Обратите внимание на слова: «моя двуединая суть». В этом-то всё дело… Тайный демонизм, свойственный многим творцам, — вспомним Лермонтова и Блока, не забудем Пушкина и Фета. Не случайно кто-то из великих сказал однажды: «По сути своей искусство – люцеферично». Но сила истинного творца в том и состоит, что он, преодолевая греховность человеческой природы, идущей от Адама и Евы, связывает Землю с Небом, душу человеческую – с Духом. И тогда Пушкин после «Гаврилиады» пишет: «И горько жалуюсь, и горько слёзы лью…», а Лермонтов восклицает: «Тогда смиряется души моей тревога, тогда расходятся морщины на челе, и счастье я могу постигнуть на Земле, и в небесах я вижу Бога». И у Блока на белый лист ложится строка: «Ищу защиты у Христа…»
Собственно, без веры, как и без любви, нет истинного искусства, тем более, в нем – самой поэзии. «Всякая строчка – сотрудничество с «высшими силами», и поэт – много, если «секретарь» — написала Цветаева в 1927 году.
Интересны воспоминания о поэте её приятельницы архитектора Екатерины Николаевны Рейтлингер-Кист. «Меня иногда спрашивают, — пишет Екатерина Николаевна, которая общалась с Цветаевой в Праге, — была ли Марина Ивановна верующей? По-моему, определённо – да. Но, конечно, не в каком-нибудь узкоконфессиональном смысле. Основываю я своё мнение на том, что она с большим уважением относилась к людям, в каком-то смысле посвятившим себя Богу, даже сравнивая их с другими, тоже религиозными, но как бы желавшими соединить свою веру с радостью жизни, что вполне и законно, но что не вызывало её одобрения по свойственному ей максимализму. Что ещё характерно для неё в этом вопросе – это то, что, несмотря на её очень высокое мнение о своём призвании и очень высокое место, на которое она ставила искусство, всё же у неё оно чётко отделялось от сферы духа в религиозном смысле и не заменяло место Бога. Помню очень чётко и ясно одно её высказывание на эту тему – о том, что поэзия всё же, несмотря на её огромную ценность, не есть высшая и последняя ценность, — она сказала: «У постели умирающего нужен не поэт, а священник».

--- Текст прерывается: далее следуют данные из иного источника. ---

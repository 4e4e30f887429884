//! Sound table — maps VPAL sound names to General MIDI percussion keys.

use serde::Serialize;

use super::error::ParseError;

/// The token that marks a rest: a position with no sound.
pub const REST_TOKEN: &str = ".";

/// A percussion timbre, identified by its General MIDI drum key.
///
/// Only obtainable through the sound table, so every `SoundId` in a
/// [`Score`](super::Score) names a registered sound.
#[derive(Debug, Clone, Copy, PartialEq, Eq, Hash, Serialize)]
#[serde(transparent)]
pub struct SoundId(u8);

impl SoundId {
    /// MIDI key number on the percussion channel.
    pub fn key(self) -> u8 {
        self.0
    }
}

/// Every registered sound, grouped roughly by drum family.
const SOUNDS: &[(&str, u8)] = &[
    // bass drum
    ("doom", 35),
    ("boom", 36),
    // snare
    ("tik", 37),
    ("rik", 38),
    // clap / hit
    ("pah", 39),
    ("kah", 40),
    // hi-hat
    ("chik", 42),
    ("pss", 44),
    ("wsh", 46),
    // cymbals
    ("krsh", 49),
    ("psh", 51),
    ("dang", 53),
    ("ash", 52),
    // toms
    ("dee", 50),
    ("dih", 48),
    ("dah", 47),
    ("doh", 45),
    ("doo", 43),
    ("duh", 41),
    // agogo
    ("ding", 67),
    ("dong", 68),
    // bongo
    ("bum", 63),
    ("bom", 64),
    ("plik", 54), // tambourine
    ("shik", 70), // maracas
    ("goh", 56),  // cowbell
    ("dddd", 58), // vibraslap
    // whistle
    ("twih", 71),
    ("twee", 72),
    // guiro
    ("gih", 73),
    ("grrr", 74),
    ("dink", 75), // claves
    // wood block
    ("nik", 76),
    ("nok", 77),
    // cuica
    ("uhh", 78),
    ("err", 79),
    // triangle
    ("twik", 80),
    ("tink", 81),
];

/// Look up a sound by name, ignoring case. Returns `None` for unregistered
/// names and for the rest token.
pub fn lookup(name: &str) -> Option<SoundId> {
    let lower = name.to_lowercase();
    SOUNDS
        .iter()
        .find(|(n, _)| *n == lower)
        .map(|&(_, key)| SoundId(key))
}

/// Resolve a sound name, ignoring case.
///
/// The rest token resolves to `Ok(None)`. Any other unregistered name is an
/// [`ParseError::UnknownSound`] carrying `name` as written.
pub fn resolve_name(name: &str) -> Result<Option<SoundId>, ParseError> {
    if name == REST_TOKEN {
        return Ok(None);
    }
    lookup(name)
        .map(Some)
        .ok_or_else(|| ParseError::unknown_sound(name))
}

/// Iterate over all registered `(name, sound)` pairs in table order.
pub fn all_sounds() -> impl Iterator<Item = (&'static str, SoundId)> {
    SOUNDS.iter().map(|&(name, key)| (name, SoundId(key)))
}

#[cfg(test)]
mod tests {
    use super::*;
    use std::collections::HashSet;

    #[test]
    fn bass_drums() {
        assert_eq!(lookup("doom").map(SoundId::key), Some(35));
        assert_eq!(lookup("boom").map(SoundId::key), Some(36));
    }

    #[test]
    fn lookup_ignores_case() {
        assert_eq!(lookup("CHIK"), lookup("chik"));
        assert_eq!(lookup("Tink").map(SoundId::key), Some(81));
    }

    #[test]
    fn unknown_name_is_none() {
        assert_eq!(lookup("zzz"), None);
        assert_eq!(lookup(""), None);
    }

    #[test]
    fn rest_is_not_a_sound() {
        assert_eq!(lookup(REST_TOKEN), None);
        assert_eq!(resolve_name(REST_TOKEN), Ok(None));
    }

    #[test]
    fn resolve_unknown_keeps_original_spelling() {
        assert_eq!(resolve_name("ZzZ"), Err(ParseError::unknown_sound("ZzZ")));
    }

    #[test]
    fn resolve_known() {
        assert_eq!(resolve_name("KAH").unwrap().map(SoundId::key), Some(40));
    }

    #[test]
    fn names_and_keys_are_unique() {
        let names: HashSet<_> = all_sounds().map(|(n, _)| n).collect();
        let keys: HashSet<_> = all_sounds().map(|(_, s)| s.key()).collect();
        assert_eq!(names.len(), SOUNDS.len());
        assert_eq!(keys.len(), SOUNDS.len());
    }

    #[test]
    fn table_names_are_lowercase() {
        for (name, _) in all_sounds() {
            assert_eq!(name, name.to_lowercase());
        }
    }

    #[test]
    fn keys_are_in_gm_percussion_range() {
        for (_, sound) in all_sounds() {
            assert!((35..=81).contains(&sound.key()));
        }
    }
}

Дальше Екатерина Рейтлингер-Кист вспоминает ещё об одном высказывании Цветаевой – на одном её публичном чтении в Париже, где поэтесса говорила о том, что для неё дороже всего в поэзии. Цветаева привела как пример беспомощные в смысле формы стихи одной своей знакомой монахини, которые ей дороже самых мастерских и изысканных строк профессиональных поэтов. Они звучали примерно так:
Расточайте безумно и смело
Вы сокровища вашей души.
Человечество живо…
Круговою порукой добра.
Екатерина Рейтлингер-Кист процитировала неточно, но суть передала. Кстати, в своей статье «Искусство при свете совести» Цветаева приводит стихи монашенки Новодевичьего монастыря, уточняя: «у монашенки стихов много, перед смертью всё сожгла, осталось одно, ныне живущее только в моей памяти». Есть здесь и строки:
Расточайте без счета и смело
Вы сокровища вашей души!
Человечество всё же богато
Лишь порукой добра круговой!»
«Я совершенно точно помню это собрание, — пишет мемуаристка, — и то, что она (Цветаева) приводила эти стихи как пример того, что ей в поэзии всего важней духовное содержание, а не форма».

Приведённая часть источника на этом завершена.